The first occurrence was from the mouth of Adam after he ate the forbidden fruit, “I heard you moving about in the orchard, and I was afraid (yârêʼ)[8] because I was naked, so I hid,”[9] he said to the Lord God moving about in the orchard at the breezy time of the day.[10]  The rabbis who translated the Septuagint used the Greek word ἐφοβήθην for the Hebrew word, the passive form of φέβομαι the root of φόβος.[11]  This form does not occur in the New Testament but is close to, For I was afraid (ἐφοβούμην, a form of φοβέω) of you, because you are a severe man.[12]  This is apparently the middle voice of φέβομαι.[13]

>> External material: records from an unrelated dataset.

//! Authenticated russh connections for the shell and SFTP channels.
//!
//! Every request sent to the device is bounded by [`SshConfig::timeout`]. A
//! host key is accepted, learned or refused according to
//! [`HostKeyVerification`]; `verdict` holds the full table.

use std::future::Future;
use std::path::PathBuf;
use std::sync::{Arc, Mutex};
use std::time::Duration;

use log::{debug, info, warn};
use russh::Channel;
use russh::client::{self, Handle, Msg};
use russh::keys::{PrivateKeyWithHashAlg, PublicKey, load_secret_key};
use secrecy::ExposeSecret;

use super::config::{AuthMethod, HostKeyVerification, SshConfig};
use crate::error::{Result, TransportError};

/// An authenticated connection to one device.
pub struct SshTransport {
    handle: Handle<KeyPolicy>,
    config: SshConfig,
}

impl SshTransport {
    /// Connect, check the host key and authenticate.
    pub async fn connect(config: SshConfig) -> Result<Self> {
        let refused = RefusalSlot::default();
        let policy = KeyPolicy {
            host: config.host.clone(),
            port: config.port,
            verification: config.host_key_verification,
            known_hosts: config.known_hosts_path.clone(),
            refused: refused.clone(),
        };

        debug!("ssh connect {}", config.socket_addr());
        let connecting = client::connect(
            Arc::new(client::Config::default()),
            (config.host.as_str(), config.port),
            policy,
        );
        let mut handle = match tokio::time::timeout(config.timeout, connecting).await {
            Err(_) => return Err(TransportError::Timeout(config.timeout).into()),
            Ok(Ok(handle)) => handle,
            // russh only reports a bare UnknownKey; the policy recorded why
            Ok(Err(e)) => return Err(refused.take().unwrap_or(TransportError::Ssh(e)).into()),
        };

        authenticate(&mut handle, &config).await?;
        debug!("ssh authenticated as {}", config.username);

        Ok(Self { handle, config })
    }

    /// Open a channel with a vt100 PTY of the configured size and start a
    /// shell on it.
    pub async fn open_shell(&self) -> Result<Channel<Msg>> {
        let limit = self.config.timeout;
        let (width, height) = (self.config.terminal_width, self.config.terminal_height);

        let channel = self.open_session().await?;
        within(limit, channel.request_pty(true, "vt100", width, height, 0, 0, &[])).await?;
        within(limit, channel.request_shell(true)).await?;
        Ok(channel)
    }

    /// Open a channel bound to the named subsystem, e.g. `sftp`.
    pub async fn open_subsystem(&self, name: &str) -> Result<Channel<Msg>> {
        let channel = self.open_session().await?;
        within(self.config.timeout, channel.request_subsystem(true, name)).await?;
        Ok(channel)
    }

    pub fn config(&self) -> &SshConfig {
        &self.config
    }

    /// Disconnect from the device.
    pub async fn close(self) -> Result<()> {
        let bye = self
            .handle
            .disconnect(russh::Disconnect::ByApplication, "", "en");
        within(self.config.timeout, bye).await
    }

    async fn open_session(&self) -> Result<Channel<Msg>> {
        within(self.config.timeout, self.handle.channel_open_session()).await
    }
}

/// Await a russh request, giving up after `limit`.
async fn within<T, F>(limit: Duration, request: F) -> Result<T>
where
    F: Future<Output = std::result::Result<T, russh::Error>>,
{
    match tokio::time::timeout(limit, request).await {
        Ok(result) => Ok(result.map_err(TransportError::Ssh)?),
        Err(_) => Err(TransportError::Timeout(limit).into()),
    }
}

async fn authenticate(handle: &mut Handle<KeyPolicy>, config: &SshConfig) -> Result<()> {
    let user = config.username.as_str();
    let limit = config.timeout;

    let outcome = match &config.auth {
        AuthMethod::None => within(limit, handle.authenticate_none(user)).await?,
        AuthMethod::Password(password) => {
            let password = password.expose_secret();
            within(limit, handle.authenticate_password(user, password)).await?
        }
        AuthMethod::PrivateKey { path, passphrase } => {
            let passphrase = passphrase.as_ref().map(|p| p.expose_secret());
            let key = load_secret_key(path, passphrase)
                .map_err(|e| TransportError::Key(format!("{}: {e}", path.display())))?;
            let hash = within(limit, handle.best_supported_rsa_hash()).await?.flatten();
            let key = PrivateKeyWithHashAlg::new(Arc::new(key), hash);
            within(limit, handle.authenticate_publickey(user, key)).await?
        }
    };

    if outcome.success() {
        Ok(())
    } else {
        Err(TransportError::AuthenticationFailed {
            user: config.username.clone(),
        }
        .into())
    }
}

/// What known_hosts says about a presented key.
#[derive(Debug, Clone, Copy, PartialEq, Eq)]
enum KnownHost {
    Match,
    Missing,
    Changed { line: usize },
}

#[derive(Debug, Clone, Copy, PartialEq, Eq)]
enum Verdict {
    Accept,
    /// Accept and append the key to known_hosts.
    Learn,
    Reject,
}

/// The host key policy table.
fn verdict(verification: HostKeyVerification, known: KnownHost) -> Verdict {
    use HostKeyVerification::{AcceptNew, Disabled, Strict};

    match (verification, known) {
        (Disabled, _) => Verdict::Accept,
        (Strict | AcceptNew, KnownHost::Match) => Verdict::Accept,
        (AcceptNew, KnownHost::Missing) => Verdict::Learn,
        (Strict, KnownHost::Missing) => Verdict::Reject,
        (Strict | AcceptNew, KnownHost::Changed { .. }) => Verdict::Reject,
    }
}

/// Where the policy leaves the reason for a refusal, for `connect` to
/// report instead of russh's generic error.
#[derive(Clone, Default)]
struct RefusalSlot(Arc<Mutex<Option<TransportError>>>);

impl RefusalSlot {
    fn put(&self, error: TransportError) {
        if let Ok(mut slot) = self.0.lock() {
            *slot = Some(error);
        }
    }

    fn take(&self) -> Option<TransportError> {
        self.0.lock().ok().and_then(|mut slot| slot.take())
    }
}

/// russh client handler applying [`HostKeyVerification`].
struct KeyPolicy {
    host: String,
    port: u16,
    verification: HostKeyVerification,
    known_hosts: Option<PathBuf>,
    refused: RefusalSlot,
}

impl KeyPolicy {
    fn lookup(&self, key: &PublicKey) -> std::result::Result<KnownHost, TransportError> {
        let found = match &self.known_hosts {
            Some(path) => russh::keys::check_known_hosts_path(&self.host, self.port, key, path),
            None => russh::keys::check_known_hosts(&self.host, self.port, key),
        };
        match found {
            Ok(true) => Ok(KnownHost::Match),
            Ok(false) => Ok(KnownHost::Missing),
            Err(russh::keys::Error::KeyChanged { line }) => Ok(KnownHost::Changed { line }),
            Err(e) => Err(TransportError::KnownHosts(e.to_string())),
        }
    }

    fn learn(&self, key: &PublicKey) -> std::result::Result<(), russh::keys::Error> {
        use russh::keys::known_hosts::{learn_known_hosts, learn_known_hosts_path};

        match &self.known_hosts {
            Some(path) => learn_known_hosts_path(&self.host, self.port, key, path),
            None => learn_known_hosts(&self.host, self.port, key),
        }
    }

    fn refusal(&self, known: KnownHost) -> TransportError {
        match known {
            KnownHost::Changed { line } => TransportError::HostKeyChanged {
                host: self.host.clone(),
                port: self.port,
                line,
            },
            KnownHost::Match | KnownHost::Missing => TransportError::HostKeyUnknown {
                host: self.host.clone(),
                port: self.port,
            },
        }
    }

    /// Decide on `key`; `false` refuses the connection.
    fn admit(&self, key: &PublicKey) -> bool {
        if self.verification == HostKeyVerification::Disabled {
            return true;
        }

        let known = match self.lookup(key) {
            Ok(known) => known,
            Err(e) => {
                self.refused.put(e);
                return false;
            }
        };

        match verdict(self.verification, known) {
            Verdict::Accept => true,
            Verdict::Learn => {
                match self.learn(key) {
                    Ok(()) => info!("learned host key for {}:{}", self.host, self.port),
                    Err(e) => warn!("could not record host key for {}: {}", self.host, e),
                }
                true
            }
            Verdict::Reject => {
                self.refused.put(self.refusal(known));
                false
            }
        }
    }
}

impl client::Handler for KeyPolicy {
    type Error = russh::Error;

    async fn check_server_key(
        &mut self,
        server_public_key: &PublicKey,
    ) -> std::result::Result<bool, Self::Error> {
        Ok(self.admit(server_public_key))
    }
}

#[cfg(test)]
mod tests {
    use std::fs;

    use super::*;

    const DEVICE_KEY: &str = "ssh-ed25519 \
        AAAAC3NzaC1lZDI1NTE5AAAAIAEBAQEBAQEBAQEBAQEBAQEBAQEBAQEBAQEBAQEBAQEB";
    const OTHER_KEY: &str = "ssh-ed25519 \
        AAAAC3NzaC1lZDI1NTE5AAAAIAICAgICAgICAgICAgICAgICAgICAgICAgICAgICAgIC";

    fn key(openssh: &str) -> PublicKey {
        PublicKey::from_openssh(openssh).unwrap()
    }

    fn policy(verification: HostKeyVerification, known_hosts: PathBuf) -> KeyPolicy {
        KeyPolicy {
            host: "fw.example".to_string(),
            port: 2222,
            verification,
            known_hosts: Some(known_hosts),
            refused: RefusalSlot::default(),
        }
    }

    fn scratch(name: &str) -> PathBuf {
        let dir = std::env::temp_dir().join(format!("ftdshell-ssh-{}", std::process::id()));
        let path = dir.join(name);
        let _ = fs::remove_file(&path);
        path
    }

    #[test]
    fn test_verdict_table() {
        use HostKeyVerification::{AcceptNew, Disabled, Strict};

        let changed = KnownHost::Changed { line: 3 };
        let table = [
            (Strict, KnownHost::Match, Verdict::Accept),
            (Strict, KnownHost::Missing, Verdict::Reject),
            (Strict, changed, Verdict::Reject),
            (AcceptNew, KnownHost::Match, Verdict::Accept),
            (AcceptNew, KnownHost::Missing, Verdict::Learn),
            (AcceptNew, changed, Verdict::Reject),
            (Disabled, KnownHost::Match, Verdict::Accept),
            (Disabled, KnownHost::Missing, Verdict::Accept),
            (Disabled, changed, Verdict::Accept),
        ];
        for (verification, known, expected) in table {
            assert_eq!(
                verdict(verification, known),
                expected,
                "{verification:?} with {known:?}"
            );
        }
    }

    #[test]
    fn test_accept_new_learns_then_detects_change() {
        let path = scratch("accept_new");
        let checker = policy(HostKeyVerification::AcceptNew, path.clone());

        assert_eq!(checker.lookup(&key(DEVICE_KEY)).unwrap(), KnownHost::Missing);
        assert!(checker.admit(&key(DEVICE_KEY)));
        assert!(fs::read_to_string(&path).unwrap().contains("[fw.example]:2222 ssh-ed25519"));
        assert_eq!(checker.lookup(&key(DEVICE_KEY)).unwrap(), KnownHost::Match);

        assert!(!checker.admit(&key(OTHER_KEY)));
        assert!(matches!(
            checker.refused.take(),
            Some(TransportError::HostKeyChanged { port: 2222, .. })
        ));
        let _ = fs::remove_file(&path);
    }

    #[test]
    fn test_strict_refuses_unknown_host() {
        let path = scratch("strict");
        let checker = policy(HostKeyVerification::Strict, path.clone());

        assert!(!checker.admit(&key(DEVICE_KEY)));
        assert!(matches!(
            checker.refused.take(),
            Some(TransportError::HostKeyUnknown { .. })
        ));
        assert!(!path.exists());
    }

    #[test]
    fn test_disabled_skips_known_hosts() {
        let path = scratch("disabled");
        let checker = policy(HostKeyVerification::Disabled, path.clone());

        assert!(checker.admit(&key(DEVICE_KEY)));
        assert!(checker.refused.take().is_none());
        assert!(!path.exists());
    }
}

Next God spoke what would become the most common divine greeting to those born of Adam, “Fear (yârêʼ) not, Abram!  I am your shield and the one who will reward you in great abundance.”[14]  In the Septuagint the rabbis chose the Greek word φοβοῦ.[15]  The first usage of this form in the New Testament was in Mark’s account of the synagogue ruler Jairus.  He fell at Jesus’ feet and said, “My little daughter is near death.  Come and lay your hands on her so that she may be healed and live.”[16]  But, people came from the synagogue ruler’s house saying, “Your daughter has died.  Why trouble the teacher any longer?”  But Jesus, paying no attention to what was said, told the synagogue ruler, “Do not be afraid (φοβοῦ, a form of φοβέω); just believe (πίστευε, a form of πιστεύω).”[17]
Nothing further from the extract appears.